Now for any natural $n$ and $k$, $(n+k)^2\leq2(n^2+k^2)$, so that $\sum_{n,k}(\frac{1}{n+k})^2\geq\frac{1}{2}\sum_{n,k}\frac {1}{n^2+k^2}=\infty$ since $\frac{1}{2}+\frac{1}{2}=1$

Edit: The theorem is a generalization of problem 18 from ItaMO (team match) 2019 final round:

Find the smallest natural $m$ such that $\sum_{\mathbb{N}^4}\frac{1}{a^2+b^3+c^8+d^m}$ converges. The answer was $25$.
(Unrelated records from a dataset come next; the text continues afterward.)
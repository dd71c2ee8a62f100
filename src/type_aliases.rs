// SPDX-License-Identifier: MPL-2.0

//! Publicly exported type aliases.

use indexmap::IndexMap;

use crate::version::Version;

/// Map implementation used by the library.
pub type Map<K, V> = rustc_hash::FxHashMap<K, V>;

/// Set implementation used by the library.
pub type Set<V> = rustc_hash::FxHashSet<V>;

/// Concrete versions picked by [find_solution](crate::Selector::find_solution)
/// for every package present in the solution, in variable order: top-level
/// packages first (graph insertion order), then induced packages in the order
/// reachability discovered them.
pub type Assignment = IndexMap<String, Version>;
To prove sufficiency, let $h=\sum\frac{1}{\alpha_i}<1$ and note $\alpha_i>1$ for each $i$, then use $AM-GM$ inequality and Tonelli's theorem: $$\sum_{\mathbb{N}^n}\frac{1}{x_1^{\alpha_1}+x_2^{\alpha_2}+\cdots+x_n^{\alpha_n}}\leq \frac{1}{h(\prod\alpha_i)^{1/h}}\sum_{\mathbb{N}^n}\frac{1}{x_1^{\alpha_1/h}x_2^{\alpha_2/h}\cdots x_n^{\alpha_n/h}}=$$ $$=\frac{1}{h(\prod\alpha_i)^{1/h}}\sum_{\mathbb{N}}\frac{1}{x_1^{\alpha_1/h}}\sum_{\mathbb{N}}\frac{1}{x_2^{\alpha_2/h}}\cdots\sum_{\mathbb{N}}\frac{1}{x_n^{\alpha_n/h}}<\infty$$

For necessity, note the following and change to spherical cooedinates $$\sum_{x\in\mathbb{N}^n}\frac{1}{x_1^{\alpha_1}+x_2^{\alpha_2}+\cdots+x_n^{\alpha_n}}>\int_{x_i\geq1}\frac{1}{x_1^{\alpha_1}+x_2^{\alpha_2}+\cdots+x_n^{\alpha_n}}d\lambda^n=$$ $$=\frac{2}{\prod\alpha_i}\int_{x_i\geq1}\frac{x_1^{2/\alpha_i-1}x_2^{2/\alpha_2-1}\cdots x_n^{2/\alpha_n-1}}{x_1^{2}+x_2^{2}+\cdots+x_n^{2}}d\lambda^n\geq$$ $$\geq\frac{2}{\prod\alpha_i}\int_S\int_{r\geq\sqrt{n}}\frac{r^{2h-n}\cdot r^{n-1}f(S)}{r^2}drdS=\frac{2}{\prod\alpha_i}\int_Sf(S)dS\int_{r\geq\sqrt{n}}r^{2h-3}dr$$ where $f(S)$ is a product of trigonometric functions from the Jacobian, so its integral converges, and the integral in $r$ converges only if $2h-3<-1\Longleftrightarrow h<1$.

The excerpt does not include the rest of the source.